> Task objective
All of the data that appears below is to be given again precisely as written.

Collected data:
Start of Block

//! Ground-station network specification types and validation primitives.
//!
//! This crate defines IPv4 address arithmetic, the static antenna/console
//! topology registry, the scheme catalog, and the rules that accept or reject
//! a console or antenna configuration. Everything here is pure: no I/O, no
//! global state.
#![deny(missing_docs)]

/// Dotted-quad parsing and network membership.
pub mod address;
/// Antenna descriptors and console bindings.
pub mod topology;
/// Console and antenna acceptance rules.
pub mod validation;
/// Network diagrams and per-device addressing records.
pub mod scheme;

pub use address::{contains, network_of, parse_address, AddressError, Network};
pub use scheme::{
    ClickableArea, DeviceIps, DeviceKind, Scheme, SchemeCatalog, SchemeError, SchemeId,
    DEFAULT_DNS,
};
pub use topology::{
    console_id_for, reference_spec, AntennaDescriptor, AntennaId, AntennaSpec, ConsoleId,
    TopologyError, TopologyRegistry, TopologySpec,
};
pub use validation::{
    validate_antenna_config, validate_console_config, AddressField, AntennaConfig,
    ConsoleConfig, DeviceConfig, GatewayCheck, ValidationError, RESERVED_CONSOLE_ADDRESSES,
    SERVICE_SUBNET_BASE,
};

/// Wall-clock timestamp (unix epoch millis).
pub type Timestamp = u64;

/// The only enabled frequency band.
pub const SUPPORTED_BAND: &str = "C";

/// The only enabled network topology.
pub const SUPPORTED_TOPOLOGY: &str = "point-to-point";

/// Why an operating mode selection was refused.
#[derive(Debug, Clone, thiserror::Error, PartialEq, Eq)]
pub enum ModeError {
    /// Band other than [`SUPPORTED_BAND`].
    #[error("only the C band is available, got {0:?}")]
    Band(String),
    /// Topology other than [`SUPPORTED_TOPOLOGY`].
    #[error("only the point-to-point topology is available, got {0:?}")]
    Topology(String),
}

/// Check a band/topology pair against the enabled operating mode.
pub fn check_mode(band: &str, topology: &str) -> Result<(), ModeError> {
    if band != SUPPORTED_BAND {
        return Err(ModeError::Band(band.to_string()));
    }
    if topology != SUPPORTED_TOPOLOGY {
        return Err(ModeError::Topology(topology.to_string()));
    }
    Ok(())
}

End of Block

> Result of this task
//! Ground-station network specification types and validation primitives.
//!
//! This crate defines IPv4 address arithmetic, the static antenna/console
//! topology registry, the scheme catalog, and the rules that accept or reject
//! a console or antenna configuration. Everything here is pure: no I/O, no
//! global state.
#![deny(missing_docs)]

/// Dotted-quad parsing and network membership.
pub mod address;
/// Antenna descriptors and console bindings.
pub mod topology;
/// Console and antenna acceptance rules.
pub mod validation;
/// Network diagrams and per-device addressing records.
pub mod scheme;

pub use address::{contains, network_of, parse_address, AddressError, Network};
pub use scheme::{
    ClickableArea, DeviceIps, DeviceKind, Scheme, SchemeCatalog, SchemeError, SchemeId,
    DEFAULT_DNS,
};
pub use topology::{
    console_id_for, reference_spec, AntennaDescriptor, AntennaId, AntennaSpec, ConsoleId,
    TopologyError, TopologyRegistry, TopologySpec,
};
pub use validation::{
    validate_antenna_config, validate_console_config, AddressField, AntennaConfig,
    ConsoleConfig, DeviceConfig, GatewayCheck, ValidationError, RESERVED_CONSOLE_ADDRESSES,
    SERVICE_SUBNET_BASE,
};

/// Wall-clock timestamp (unix epoch millis).
pub type Timestamp = u64;

/// The only enabled frequency band.
pub const SUPPORTED_BAND: &str = "C";

/// The only enabled network topology.
pub const SUPPORTED_TOPOLOGY: &str = "point-to-point";

/// Why an operating mode selection was refused.
#[derive(Debug, Clone, thiserror::Error, PartialEq, Eq)]
pub enum ModeError {
    /// Band other than [`SUPPORTED_BAND`].
    #[error("only the C band is available, got {0:?}")]
    Band(String),
    /// Topology other than [`SUPPORTED_TOPOLOGY`].
    #[error("only the point-to-point topology is available, got {0:?}")]
    Topology(String),
}

/// Check a band/topology pair against the enabled operating mode.
pub fn check_mode(band: &str, topology: &str) -> Result<(), ModeError> {
    if band != SUPPORTED_BAND {
        return Err(ModeError::Band(band.to_string()));
    }
    if topology != SUPPORTED_TOPOLOGY {
        return Err(ModeError::Topology(topology.to_string()));
    }
    Ok(())
}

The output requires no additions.